> _What you will do_
From the records below, find each line with the string "crate" and copy it.

======== Excerpted records

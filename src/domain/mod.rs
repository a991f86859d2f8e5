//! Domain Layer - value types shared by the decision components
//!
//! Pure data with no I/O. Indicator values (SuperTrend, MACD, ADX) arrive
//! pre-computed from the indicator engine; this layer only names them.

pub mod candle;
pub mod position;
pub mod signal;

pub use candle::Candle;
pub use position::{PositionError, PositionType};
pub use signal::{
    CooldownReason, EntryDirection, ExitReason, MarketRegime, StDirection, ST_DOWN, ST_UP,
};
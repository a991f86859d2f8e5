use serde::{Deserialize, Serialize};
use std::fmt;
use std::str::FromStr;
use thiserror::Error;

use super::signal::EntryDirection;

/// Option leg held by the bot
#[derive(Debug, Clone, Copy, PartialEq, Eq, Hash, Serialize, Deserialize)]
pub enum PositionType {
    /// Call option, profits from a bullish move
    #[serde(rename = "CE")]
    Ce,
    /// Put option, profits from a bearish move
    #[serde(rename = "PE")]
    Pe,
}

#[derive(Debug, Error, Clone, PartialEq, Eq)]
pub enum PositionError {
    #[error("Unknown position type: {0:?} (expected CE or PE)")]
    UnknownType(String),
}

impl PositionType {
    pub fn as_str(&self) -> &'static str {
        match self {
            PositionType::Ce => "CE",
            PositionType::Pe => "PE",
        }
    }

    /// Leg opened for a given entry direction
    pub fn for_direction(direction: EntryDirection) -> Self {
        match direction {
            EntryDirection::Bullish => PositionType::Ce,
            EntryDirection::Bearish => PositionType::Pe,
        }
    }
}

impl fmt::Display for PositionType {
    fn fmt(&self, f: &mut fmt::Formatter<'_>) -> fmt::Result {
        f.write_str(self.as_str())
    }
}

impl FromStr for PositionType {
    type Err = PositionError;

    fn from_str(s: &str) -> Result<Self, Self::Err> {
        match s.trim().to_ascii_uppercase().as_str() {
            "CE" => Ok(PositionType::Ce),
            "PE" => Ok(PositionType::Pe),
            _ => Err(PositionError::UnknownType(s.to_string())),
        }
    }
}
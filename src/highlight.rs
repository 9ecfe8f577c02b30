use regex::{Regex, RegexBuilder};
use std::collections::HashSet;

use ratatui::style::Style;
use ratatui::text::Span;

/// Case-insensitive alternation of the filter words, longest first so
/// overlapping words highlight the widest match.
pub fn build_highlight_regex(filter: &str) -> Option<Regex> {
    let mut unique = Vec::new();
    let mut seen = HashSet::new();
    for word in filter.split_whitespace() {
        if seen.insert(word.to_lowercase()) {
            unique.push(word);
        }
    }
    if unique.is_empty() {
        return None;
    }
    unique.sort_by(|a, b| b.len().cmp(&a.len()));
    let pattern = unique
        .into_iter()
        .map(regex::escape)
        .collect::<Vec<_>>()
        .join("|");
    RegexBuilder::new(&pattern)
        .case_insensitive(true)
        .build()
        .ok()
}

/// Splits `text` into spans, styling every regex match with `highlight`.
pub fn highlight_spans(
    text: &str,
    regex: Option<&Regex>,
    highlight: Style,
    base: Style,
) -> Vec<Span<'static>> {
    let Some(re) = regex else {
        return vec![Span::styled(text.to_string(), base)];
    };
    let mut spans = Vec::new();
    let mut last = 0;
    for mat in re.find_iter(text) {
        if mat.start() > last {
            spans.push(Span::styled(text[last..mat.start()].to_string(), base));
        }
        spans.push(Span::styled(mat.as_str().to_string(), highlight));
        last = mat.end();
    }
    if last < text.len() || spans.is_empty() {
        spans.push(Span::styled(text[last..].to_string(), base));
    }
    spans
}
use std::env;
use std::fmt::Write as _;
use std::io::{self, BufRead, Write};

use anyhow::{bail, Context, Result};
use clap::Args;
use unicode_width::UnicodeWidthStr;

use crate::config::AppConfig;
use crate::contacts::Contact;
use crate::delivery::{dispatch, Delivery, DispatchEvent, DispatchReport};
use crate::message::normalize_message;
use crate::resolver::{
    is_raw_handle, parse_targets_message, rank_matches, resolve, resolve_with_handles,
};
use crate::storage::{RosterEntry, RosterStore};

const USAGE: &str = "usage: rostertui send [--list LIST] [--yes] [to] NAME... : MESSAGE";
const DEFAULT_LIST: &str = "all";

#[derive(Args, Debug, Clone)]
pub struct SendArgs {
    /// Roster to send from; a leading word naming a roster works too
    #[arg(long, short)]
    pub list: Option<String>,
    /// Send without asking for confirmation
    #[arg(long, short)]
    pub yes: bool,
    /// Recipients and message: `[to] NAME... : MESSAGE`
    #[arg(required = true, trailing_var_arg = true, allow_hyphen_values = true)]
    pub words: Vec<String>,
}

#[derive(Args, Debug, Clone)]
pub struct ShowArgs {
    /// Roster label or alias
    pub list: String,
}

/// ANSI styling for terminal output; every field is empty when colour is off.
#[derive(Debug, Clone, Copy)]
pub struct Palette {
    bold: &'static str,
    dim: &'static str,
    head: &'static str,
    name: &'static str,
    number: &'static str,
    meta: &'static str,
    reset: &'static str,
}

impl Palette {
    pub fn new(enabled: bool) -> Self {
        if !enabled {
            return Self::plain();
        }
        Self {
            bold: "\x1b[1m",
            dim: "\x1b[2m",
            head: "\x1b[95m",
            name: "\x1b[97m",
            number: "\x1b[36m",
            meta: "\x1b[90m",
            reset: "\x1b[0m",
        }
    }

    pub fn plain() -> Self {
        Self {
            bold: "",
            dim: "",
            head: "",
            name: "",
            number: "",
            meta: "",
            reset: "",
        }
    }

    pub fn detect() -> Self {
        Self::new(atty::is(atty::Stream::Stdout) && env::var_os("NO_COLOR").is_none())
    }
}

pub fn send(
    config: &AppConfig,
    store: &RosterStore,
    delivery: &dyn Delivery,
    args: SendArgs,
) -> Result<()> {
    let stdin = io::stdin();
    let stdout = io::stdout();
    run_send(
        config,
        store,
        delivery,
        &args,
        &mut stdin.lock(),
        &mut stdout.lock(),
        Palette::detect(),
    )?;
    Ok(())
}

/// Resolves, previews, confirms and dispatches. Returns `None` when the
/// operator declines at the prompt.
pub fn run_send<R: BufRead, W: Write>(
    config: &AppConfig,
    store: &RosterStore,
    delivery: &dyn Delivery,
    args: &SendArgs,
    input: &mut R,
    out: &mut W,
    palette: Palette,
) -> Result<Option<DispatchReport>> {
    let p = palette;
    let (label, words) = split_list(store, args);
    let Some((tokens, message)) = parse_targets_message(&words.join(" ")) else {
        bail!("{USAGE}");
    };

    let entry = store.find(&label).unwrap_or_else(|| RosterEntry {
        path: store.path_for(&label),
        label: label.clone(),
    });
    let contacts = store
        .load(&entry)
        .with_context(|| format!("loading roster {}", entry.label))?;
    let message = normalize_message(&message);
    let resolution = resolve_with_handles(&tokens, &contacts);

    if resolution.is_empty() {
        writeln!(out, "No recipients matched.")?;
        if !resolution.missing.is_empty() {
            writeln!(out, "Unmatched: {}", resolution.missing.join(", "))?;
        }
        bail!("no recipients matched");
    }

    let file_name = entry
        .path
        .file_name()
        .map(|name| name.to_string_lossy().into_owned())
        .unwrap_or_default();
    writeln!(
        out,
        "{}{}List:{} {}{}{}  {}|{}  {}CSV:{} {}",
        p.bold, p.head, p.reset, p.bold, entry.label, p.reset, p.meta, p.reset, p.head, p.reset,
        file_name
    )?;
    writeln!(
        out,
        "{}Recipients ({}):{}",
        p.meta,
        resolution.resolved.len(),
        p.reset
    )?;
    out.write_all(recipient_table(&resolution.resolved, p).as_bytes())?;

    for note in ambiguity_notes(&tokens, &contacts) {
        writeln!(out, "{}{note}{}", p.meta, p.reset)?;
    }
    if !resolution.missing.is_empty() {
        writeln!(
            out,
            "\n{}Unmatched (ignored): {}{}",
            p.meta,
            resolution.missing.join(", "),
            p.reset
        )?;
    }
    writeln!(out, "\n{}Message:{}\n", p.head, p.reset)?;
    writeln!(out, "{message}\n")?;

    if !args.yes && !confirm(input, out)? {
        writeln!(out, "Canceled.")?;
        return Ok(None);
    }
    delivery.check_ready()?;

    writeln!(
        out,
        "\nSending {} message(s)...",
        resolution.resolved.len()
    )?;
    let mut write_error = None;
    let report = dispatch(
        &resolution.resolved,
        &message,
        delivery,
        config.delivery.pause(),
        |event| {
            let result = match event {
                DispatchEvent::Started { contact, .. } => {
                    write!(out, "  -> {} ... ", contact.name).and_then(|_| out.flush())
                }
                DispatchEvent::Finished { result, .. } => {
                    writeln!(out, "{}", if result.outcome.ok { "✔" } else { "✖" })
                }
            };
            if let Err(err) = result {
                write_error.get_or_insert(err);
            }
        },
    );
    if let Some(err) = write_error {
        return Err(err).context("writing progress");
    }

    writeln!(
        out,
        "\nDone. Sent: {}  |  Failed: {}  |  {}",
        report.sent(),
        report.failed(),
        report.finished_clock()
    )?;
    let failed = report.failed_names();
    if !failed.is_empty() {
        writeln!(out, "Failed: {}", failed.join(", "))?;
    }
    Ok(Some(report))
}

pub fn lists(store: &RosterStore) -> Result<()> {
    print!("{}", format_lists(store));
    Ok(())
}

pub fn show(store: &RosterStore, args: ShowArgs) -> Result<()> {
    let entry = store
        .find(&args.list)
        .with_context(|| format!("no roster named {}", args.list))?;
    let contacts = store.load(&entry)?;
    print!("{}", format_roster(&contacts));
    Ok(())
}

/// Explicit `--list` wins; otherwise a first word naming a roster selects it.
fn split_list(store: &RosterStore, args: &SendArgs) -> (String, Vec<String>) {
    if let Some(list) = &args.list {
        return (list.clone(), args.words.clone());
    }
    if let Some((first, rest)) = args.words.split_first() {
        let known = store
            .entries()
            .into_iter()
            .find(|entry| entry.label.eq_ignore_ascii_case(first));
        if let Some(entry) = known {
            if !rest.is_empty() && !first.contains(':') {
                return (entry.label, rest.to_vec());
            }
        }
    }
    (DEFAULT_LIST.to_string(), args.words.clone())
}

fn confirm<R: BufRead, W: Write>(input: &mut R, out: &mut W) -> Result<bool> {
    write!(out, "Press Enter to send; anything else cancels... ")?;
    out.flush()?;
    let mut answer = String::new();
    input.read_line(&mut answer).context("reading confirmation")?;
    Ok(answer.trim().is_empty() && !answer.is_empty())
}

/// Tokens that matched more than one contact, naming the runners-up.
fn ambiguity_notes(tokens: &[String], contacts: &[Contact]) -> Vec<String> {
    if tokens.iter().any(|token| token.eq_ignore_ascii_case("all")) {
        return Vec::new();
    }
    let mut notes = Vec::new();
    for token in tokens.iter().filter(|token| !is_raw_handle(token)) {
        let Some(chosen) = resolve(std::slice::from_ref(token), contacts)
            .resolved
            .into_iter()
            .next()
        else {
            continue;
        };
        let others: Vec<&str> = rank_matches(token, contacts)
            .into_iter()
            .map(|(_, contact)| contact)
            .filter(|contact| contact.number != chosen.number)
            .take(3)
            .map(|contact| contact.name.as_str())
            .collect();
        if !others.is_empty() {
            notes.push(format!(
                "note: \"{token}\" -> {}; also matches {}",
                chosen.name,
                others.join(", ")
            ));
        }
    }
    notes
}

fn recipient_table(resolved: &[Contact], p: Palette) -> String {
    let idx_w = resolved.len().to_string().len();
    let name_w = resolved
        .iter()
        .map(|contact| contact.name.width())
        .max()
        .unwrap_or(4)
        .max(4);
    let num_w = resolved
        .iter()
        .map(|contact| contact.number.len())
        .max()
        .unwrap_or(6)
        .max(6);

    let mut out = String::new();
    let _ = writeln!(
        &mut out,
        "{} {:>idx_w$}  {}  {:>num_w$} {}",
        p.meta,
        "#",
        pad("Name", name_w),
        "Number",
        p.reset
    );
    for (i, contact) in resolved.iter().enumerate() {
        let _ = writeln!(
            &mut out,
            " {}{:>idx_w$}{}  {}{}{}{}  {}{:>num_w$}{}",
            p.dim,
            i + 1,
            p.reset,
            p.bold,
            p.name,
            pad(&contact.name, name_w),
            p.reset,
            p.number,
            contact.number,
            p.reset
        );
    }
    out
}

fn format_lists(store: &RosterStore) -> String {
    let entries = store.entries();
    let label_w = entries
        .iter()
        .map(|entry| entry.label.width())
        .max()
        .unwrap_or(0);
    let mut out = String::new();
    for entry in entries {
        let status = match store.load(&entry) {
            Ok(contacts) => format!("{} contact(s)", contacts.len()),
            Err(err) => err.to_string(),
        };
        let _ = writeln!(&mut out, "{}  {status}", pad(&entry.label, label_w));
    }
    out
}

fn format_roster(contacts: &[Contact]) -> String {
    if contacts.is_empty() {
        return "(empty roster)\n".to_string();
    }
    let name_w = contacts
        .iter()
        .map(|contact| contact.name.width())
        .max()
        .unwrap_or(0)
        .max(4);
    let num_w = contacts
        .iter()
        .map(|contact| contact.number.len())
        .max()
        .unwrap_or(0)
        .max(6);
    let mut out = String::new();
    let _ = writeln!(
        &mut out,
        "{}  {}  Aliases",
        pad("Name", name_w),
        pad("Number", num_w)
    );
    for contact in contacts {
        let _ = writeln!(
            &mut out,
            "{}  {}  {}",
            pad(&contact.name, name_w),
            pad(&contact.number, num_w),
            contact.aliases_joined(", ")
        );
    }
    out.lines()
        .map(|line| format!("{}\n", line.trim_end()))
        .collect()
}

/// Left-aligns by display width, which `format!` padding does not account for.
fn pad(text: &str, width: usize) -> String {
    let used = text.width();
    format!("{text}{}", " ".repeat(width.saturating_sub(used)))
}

================

> _Result_
use crate::config::AppConfig;
use crate::contacts::Contact;
use crate::delivery::{dispatch, Delivery, DispatchEvent, DispatchReport};
use crate::message::normalize_message;
use crate::resolver::{
use crate::storage::{RosterEntry, RosterStore};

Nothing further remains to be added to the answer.